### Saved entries
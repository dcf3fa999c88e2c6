//! Oboe 引擎（Android）
//!
//! 回调模式通过 `AudioOutputCallback` 把 Oboe 的实时回调转给 `DataCallbackBridge`；
//! 写入模式使用 Oboe 的同步流。立体声帧在 Oboe 侧是 `(i16, i16)`，
//! 与桥接层的交织 i16 之间通过预分配的暂存区转换。

use std::marker::PhantomData;
use std::time::Duration;

use oboe::{
    AudioOutputCallback, AudioOutputStreamSafe, AudioOutputStreamSync, AudioStream,
    AudioStreamAsync, AudioStreamBase, AudioStreamBuilder, AudioStreamSafe, AudioStreamSync,
    DataCallbackResult, DefaultStreamValues, Mono, Output, Stereo, Unspecified,
};

use super::{AudioBackend, NativeStream, StreamMode, XrunSource};
use crate::audio::callback::{CallbackAction, DataCallbackBridge};
use crate::audio::config::{ChannelCount, PerformanceMode, SharingMode, StreamConfig};
use crate::audio::error::BackendError;
use crate::audio::format::fill_stereo_frames;

fn engine_error(error: oboe::Error, message: &'static str) -> BackendError {
    BackendError::new(error as i32, message)
}

fn to_oboe_action(action: CallbackAction) -> DataCallbackResult {
    match action {
        CallbackAction::Continue => DataCallbackResult::Continue,
        CallbackAction::Stop => DataCallbackResult::Stop,
    }
}

/// 回调内的 xrun 查询入口
struct OboeXruns<'a>(&'a dyn AudioOutputStreamSafe);

impl XrunSource for OboeXruns<'_> {
    fn xrun_count(&self) -> Result<i32, BackendError> {
        self.0
            .get_xrun_count()
            .map_err(|e| engine_error(e, "xrun query failed"))
    }
}

/// Oboe 回调适配
struct BridgeCallback<C> {
    bridge: DataCallbackBridge,
    /// 立体声交织暂存区
    scratch: Vec<i16>,
    _channels: PhantomData<C>,
}

impl<C> BridgeCallback<C> {
    fn new(bridge: DataCallbackBridge, capacity_samples: usize) -> Self {
        Self {
            bridge,
            scratch: vec![0; capacity_samples],
            _channels: PhantomData,
        }
    }
}

impl AudioOutputCallback for BridgeCallback<Mono> {
    type FrameType = (i16, Mono);

    fn on_audio_ready(
        &mut self,
        stream: &mut dyn AudioOutputStreamSafe,
        frames: &mut [i16],
    ) -> DataCallbackResult {
        let source = OboeXruns(&*stream);
        let count = frames.len();
        to_oboe_action(self.bridge.on_audio_ready(&source, frames, count))
    }
}

impl AudioOutputCallback for BridgeCallback<Stereo> {
    type FrameType = (i16, Stereo);

    fn on_audio_ready(
        &mut self,
        stream: &mut dyn AudioOutputStreamSafe,
        frames: &mut [(i16, i16)],
    ) -> DataCallbackResult {
        let source = OboeXruns(&*stream);
        let count = frames.len().min(self.scratch.len() / 2);
        let scratch = &mut self.scratch[..count * 2];
        scratch.fill(0);

        let action = self.bridge.on_audio_ready(&source, scratch, count);
        // 超出暂存区的帧输出静音
        fill_stereo_frames(scratch, frames);
        to_oboe_action(action)
    }
}

enum Inner {
    MonoCallback(AudioStreamAsync<Output, BridgeCallback<Mono>>),
    StereoCallback(AudioStreamAsync<Output, BridgeCallback<Stereo>>),
    MonoWrite(AudioStreamSync<Output, (i16, Mono)>),
    StereoWrite(AudioStreamSync<Output, (i16, Stereo)>),
}

/// 对四种具体流类型分派同一操作
macro_rules! with_stream {
    ($inner:expr, $s:ident => $body:expr) => {
        match $inner {
            Inner::MonoCallback($s) => $body,
            Inner::StereoCallback($s) => $body,
            Inner::MonoWrite($s) => $body,
            Inner::StereoWrite($s) => $body,
        }
    };
}

/// 已打开的 Oboe 流
pub struct OboeStream {
    inner: Inner,
    frames_per_burst: i32,
    /// 立体声写入时的帧暂存区
    write_frames: Vec<(i16, i16)>,
}

// SAFETY: Oboe 流可在任意线程上操作，只要同一时刻只有一个线程调用；
// 会话通过 &mut 保证了这一点
unsafe impl Send for OboeStream {}

impl XrunSource for OboeStream {
    fn xrun_count(&self) -> Result<i32, BackendError> {
        with_stream!(&self.inner, s => s.get_xrun_count())
            .map_err(|e| engine_error(e, "xrun query failed"))
    }
}

impl NativeStream for OboeStream {
    fn request_start(&mut self) -> Result<(), BackendError> {
        with_stream!(&mut self.inner, s => s.request_start())
            .map_err(|e| engine_error(e, "request start failed"))
    }

    fn close(&mut self) -> Result<(), BackendError> {
        with_stream!(&mut self.inner, s => s.close()).map_err(|e| engine_error(e, "close failed"))
    }

    fn is_xrun_count_supported(&self) -> bool {
        with_stream!(&self.inner, s => s.is_xrun_count_supported())
    }

    fn buffer_capacity_in_frames(&self) -> i32 {
        with_stream!(&self.inner, s => s.get_buffer_capacity_in_frames())
    }

    fn buffer_size_in_frames(&self) -> i32 {
        with_stream!(&self.inner, s => s.get_buffer_size_in_frames())
    }

    fn frames_per_burst(&self) -> i32 {
        self.frames_per_burst
    }

    fn write(
        &mut self,
        samples: &[i16],
        frame_count: usize,
        timeout: Option<Duration>,
    ) -> Result<i32, BackendError> {
        // Oboe 用 i64::MAX 纳秒表示一直等待
        let timeout_ns = timeout
            .map(|t| i64::try_from(t.as_nanos()).unwrap_or(i64::MAX))
            .unwrap_or(i64::MAX);

        match &mut self.inner {
            Inner::MonoWrite(s) => {
                let n = frame_count.min(samples.len());
                s.write(&samples[..n], timeout_ns)
                    .map_err(|e| engine_error(e, "write failed"))
            }
            Inner::StereoWrite(s) => {
                let n = frame_count.min(samples.len() / 2);
                self.write_frames.clear();
                self.write_frames
                    .extend(samples[..n * 2].chunks_exact(2).map(|p| (p[0], p[1])));
                s.write(&self.write_frames, timeout_ns)
                    .map_err(|e| engine_error(e, "write failed"))
            }
            _ => Err(BackendError::new(
                super::codes::ERROR_UNIMPLEMENTED,
                "write on callback stream",
            )),
        }
    }
}

/// Oboe 引擎
#[derive(Default)]
pub struct OboeBackend;

impl OboeBackend {
    pub fn new() -> Self {
        Self
    }

    fn builder(config: &StreamConfig) -> AudioStreamBuilder<Output, Unspecified, i16> {
        let sharing = match config.sharing_mode {
            SharingMode::Exclusive => oboe::SharingMode::Exclusive,
            SharingMode::Shared => oboe::SharingMode::Shared,
        };
        let performance = match config.performance_mode {
            PerformanceMode::LowLatency => oboe::PerformanceMode::LowLatency,
            PerformanceMode::None => oboe::PerformanceMode::None,
        };

        AudioStreamBuilder::default()
            .set_performance_mode(performance)
            .set_sharing_mode(sharing)
            .set_sample_rate(config.sample_rate)
            .set_buffer_capacity_in_frames(config.buffer_capacity_frames)
            .set_format::<i16>()
    }
}

impl AudioBackend for OboeBackend {
    fn name(&self) -> &'static str {
        "oboe"
    }

    fn set_default_frames_per_burst(&self, frames: i32) {
        DefaultStreamValues::set_frames_per_burst(frames);
    }

    fn open_stream(
        &self,
        config: &StreamConfig,
        mode: StreamMode,
    ) -> Result<Box<dyn NativeStream>, BackendError> {
        let builder = Self::builder(config);
        let capacity = config.buffer_capacity_frames.max(0) as usize;

        let inner = match (mode, config.channel_count) {
            (StreamMode::Callback(bridge), ChannelCount::Mono) => builder
                .set_channel_count::<Mono>()
                .set_callback(BridgeCallback::<Mono>::new(bridge, 0))
                .open_stream()
                .map(Inner::MonoCallback),
            (StreamMode::Callback(bridge), ChannelCount::Stereo) => builder
                .set_channel_count::<Stereo>()
                .set_callback(BridgeCallback::<Stereo>::new(bridge, capacity * 2))
                .open_stream()
                .map(Inner::StereoCallback),
            (StreamMode::Write, ChannelCount::Mono) => builder
                .set_channel_count::<Mono>()
                .open_stream()
                .map(Inner::MonoWrite),
            (StreamMode::Write, ChannelCount::Stereo) => builder
                .set_channel_count::<Stereo>()
                .open_stream()
                .map(Inner::StereoWrite),
        }
        .map_err(|e| engine_error(e, "open stream failed"))?;

        let mut inner = inner;
        let frames_per_burst = with_stream!(&mut inner, s => s.get_frames_per_burst());

        Ok(Box::new(OboeStream {
            inner,
            frames_per_burst,
            write_frames: Vec::with_capacity(capacity),
        }))
    }
}
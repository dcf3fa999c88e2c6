//! Lock-free 单生产者单消费者环形缓冲区
//!
//! 写入模式下：调用方线程（生产者）写入，引擎线程（消费者）读出
//! - 零锁：双方都只做原子读写
//! - 零分配：容量在创建时一次性分配
//! - 读写游标各自独占 cache line，避免 false sharing

use std::cell::UnsafeCell;
use std::sync::atomic::{AtomicBool, AtomicUsize, Ordering};

use crossbeam_utils::CachePadded;

/// SPSC 环形缓冲区
///
/// 游标单调递增（wrapping），通过 mask 取下标，容量必须是 2 的幂
pub struct RingBuffer<T: Copy + Default> {
    slots: Box<[UnsafeCell<T>]>,
    mask: usize,

    head: CachePadded<AtomicUsize>,
    tail: CachePadded<AtomicUsize>,

    memory_locked: AtomicBool,
}

unsafe impl<T: Copy + Default + Send> Send for RingBuffer<T> {}
unsafe impl<T: Copy + Default + Send> Sync for RingBuffer<T> {}

impl<T: Copy + Default> RingBuffer<T> {
    /// capacity 必须是 2 的幂
    pub fn new(capacity: usize) -> Self {
        assert!(capacity.is_power_of_two(), "capacity must be power of two");

        let slots: Vec<UnsafeCell<T>> = (0..capacity)
            .map(|_| UnsafeCell::new(T::default()))
            .collect();

        Self {
            slots: slots.into_boxed_slice(),
            mask: capacity - 1,
            head: CachePadded::new(AtomicUsize::new(0)),
            tail: CachePadded::new(AtomicUsize::new(0)),
            memory_locked: AtomicBool::new(false),
        }
    }

    /// 向上取整到 2 的幂
    pub fn with_min_capacity(min_capacity: usize) -> Self {
        Self::new(min_capacity.max(1).next_power_of_two())
    }

    /// 锁定缓冲区内存，避免引擎线程读到换出的页
    pub fn lock_memory(&self) -> bool {
        if self.memory_locked.load(Ordering::Acquire) {
            return true;
        }

        let ptr = self.slots.as_ptr() as *const libc::c_void;
        let len = self.slots.len() * std::mem::size_of::<UnsafeCell<T>>();

        if unsafe { libc::mlock(ptr, len) } == 0 {
            self.memory_locked.store(true, Ordering::Release);
            log::debug!("Ring buffer memory locked: {} bytes", len);
            true
        } else {
            log::warn!(
                "Failed to lock ring buffer memory: {}",
                std::io::Error::last_os_error()
            );
            false
        }
    }

    fn unlock_memory(&self) {
        if !self.memory_locked.swap(false, Ordering::AcqRel) {
            return;
        }

        let ptr = self.slots.as_ptr() as *const libc::c_void;
        let len = self.slots.len() * std::mem::size_of::<UnsafeCell<T>>();
        unsafe {
            libc::munlock(ptr, len);
        }
    }

    /// 生产者写入，返回实际写入数，从不阻塞
    #[inline]
    pub fn push_slice(&self, data: &[T]) -> usize {
        let tail = self.tail.load(Ordering::Relaxed);
        let head = self.head.load(Ordering::Acquire);

        let used = tail.wrapping_sub(head);
        debug_assert!(used <= self.slots.len());

        let n = data.len().min(self.slots.len() - used);
        for (i, &value) in data[..n].iter().enumerate() {
            let idx = tail.wrapping_add(i) & self.mask;
            unsafe {
                *self.slots[idx].get() = value;
            }
        }

        self.tail.store(tail.wrapping_add(n), Ordering::Release);
        n
    }

    /// 消费者读出，返回实际读出数，从不阻塞
    #[inline]
    pub fn pop_slice(&self, output: &mut [T]) -> usize {
        let head = self.head.load(Ordering::Relaxed);
        let tail = self.tail.load(Ordering::Acquire);

        let n = output.len().min(tail.wrapping_sub(head));
        for (i, slot) in output[..n].iter_mut().enumerate() {
            let idx = head.wrapping_add(i) & self.mask;
            *slot = unsafe { *self.slots[idx].get() };
        }

        self.head.store(head.wrapping_add(n), Ordering::Release);
        n
    }

    /// 可读数量
    #[inline]
    pub fn len(&self) -> usize {
        let tail = self.tail.load(Ordering::Acquire);
        let head = self.head.load(Ordering::Acquire);
        tail.wrapping_sub(head)
    }

    #[inline]
    pub fn is_empty(&self) -> bool {
        self.len() == 0
    }

    /// 可写空间
    #[inline]
    pub fn free_space(&self) -> usize {
        self.slots.len() - self.len()
    }

    #[inline]
    pub fn capacity(&self) -> usize {
        self.slots.len()
    }
}

impl<T: Copy + Default> Drop for RingBuffer<T> {
    fn drop(&mut self) {
        self.unlock_memory();
    }
}

#[cfg(test)]
mod tests {
    use super::*;

    #[test]
    fn test_push_pop() {
        let rb = RingBuffer::<i16>::new(8);
        assert_eq!(rb.push_slice(&[1, 2, 3]), 3);
        assert_eq!(rb.len(), 3);

        let mut out = [0i16; 3];
        assert_eq!(rb.pop_slice(&mut out), 3);
        assert_eq!(out, [1, 2, 3]);
        assert!(rb.is_empty());
    }

    #[test]
    fn test_wrap_around() {
        let rb = RingBuffer::<i16>::new(4);
        assert_eq!(rb.push_slice(&[1, 2, 3, 4]), 4);

        let mut half = [0i16; 2];
        rb.pop_slice(&mut half);
        assert_eq!(half, [1, 2]);

        assert_eq!(rb.push_slice(&[5, 6]), 2);
        let mut all = [0i16; 4];
        assert_eq!(rb.pop_slice(&mut all), 4);
        assert_eq!(all, [3, 4, 5, 6]);
    }

    #[test]
    fn test_full_and_empty() {
        let rb = RingBuffer::<i16>::new(4);
        assert_eq!(rb.push_slice(&[1, 2, 3, 4, 5, 6]), 4);
        assert_eq!(rb.free_space(), 0);
        assert_eq!(rb.push_slice(&[7]), 0);

        let mut out = [0i16; 8];
        assert_eq!(rb.pop_slice(&mut out), 4);
        assert_eq!(rb.pop_slice(&mut out), 0);
    }

    #[test]
    fn test_min_capacity_rounds_up() {
        assert_eq!(RingBuffer::<i16>::with_min_capacity(1000).capacity(), 1024);
        assert_eq!(RingBuffer::<i16>::with_min_capacity(0).capacity(), 1);
    }

    #[test]
    fn test_cross_thread_transfer() {
        use std::sync::Arc;

        let rb = Arc::new(RingBuffer::<i16>::new(64));
        let producer = Arc::clone(&rb);

        let handle = std::thread::spawn(move || {
            let data: Vec<i16> = (0..1000).collect();
            let mut sent = 0;
            while sent < data.len() {
                sent += producer.push_slice(&data[sent..]);
                std::thread::yield_now();
            }
        });

        let mut received = Vec::with_capacity(1000);
        let mut chunk = [0i16; 16];
        while received.len() < 1000 {
            let n = rb.pop_slice(&mut chunk);
            received.extend_from_slice(&chunk[..n]);
            std::thread::yield_now();
        }
        handle.join().unwrap();

        let expected: Vec<i16> = (0..1000).collect();
        assert_eq!(received, expected);
    }
}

### WORK INSTRUCTIONS
Write down again, exactly as given, only the lines above that fall from the line with "use super::*;" to the line with "assert_eq!(rb.pop_slice(&mut out), 3);", inclusive.

### RESPONSE TO THIS EXERCISE
    use super::*;

    #[test]
    fn test_push_pop() {
        let rb = RingBuffer::<i16>::new(8);
        assert_eq!(rb.push_slice(&[1, 2, 3]), 3);
        assert_eq!(rb.len(), 3);

        let mut out = [0i16; 3];
        assert_eq!(rb.pop_slice(&mut out), 3);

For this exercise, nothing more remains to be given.